Closed ddgarcia closed 10 years ago
I disagree. That's what small stage mode is for. If you're missing the button on the right that indicates that the actual Snap window is bigger than your browser's current workspace, so simply click in small stage mode to show the run / stop / pause buttons (and be sure not to use an oversized stage).
There is a point where even the small stage is too small, but I'm not sure that's a very common use case...
However, this is another one of those 'nice to haves' we could work on. If your screen is resized to be less than X wide, the stage automatically switches to small mode.

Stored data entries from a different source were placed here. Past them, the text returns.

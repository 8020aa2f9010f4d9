/// Format number in Rust style: `1_000_000`, zero padded to at least 9 digits.
pub(crate) fn format_pad9_u64(n: u64) -> String {
    // separate each 3 digit with a '_'
    let x = format!("{:09}", n);
    let len = x.len();
    x.chars().enumerate().fold(String::new(), |mut acc, (i, c)| {
        if i > 0 && (len - i) % 3 == 0 {
            acc.push('_');
        }
        acc.push(c);
        acc
    })
}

Heh! I've actually implemented this already, it's in the code, but commented out, because I ended up not liking the auto-small stage after all. But you're welcome to experiment with this feature yourself :-)
Small mode is different from a small screen size, isn't it? In small mode all the sprites and lines drawn get smaller, whereas small screen size has normal size sprites etc. I think it would be really confusing to mix those up automagically.
Yup, you're right. That's exactly what bothered me about this feature. I did implement it at one time, because Scratch 1.4 and BYOB did it (which is, I think, why Michael also suggests it). What I don't like about this feature is that when you make the window bigger again, the stage doesn't automagically get bigger again. Now, I think we could also do that, but then you'd loose control over small-stage mode altogether. So, I think, pressing the small-stage/normal-stage toggle in the tool bar isn't too much of a hassle for users...
Closing this, seems to have petered out.
...NOT where the right edge of the stage is (which gets cut off when the screen is small), making it impossible to run projects on small windows...![screen shot 2014-02-12 at 5 50 03 am](https://f.cloud.github.com/assets/2229297/2148942/5cb56fd6-93ed-11e3-99b2-4d87eaf9051d.png)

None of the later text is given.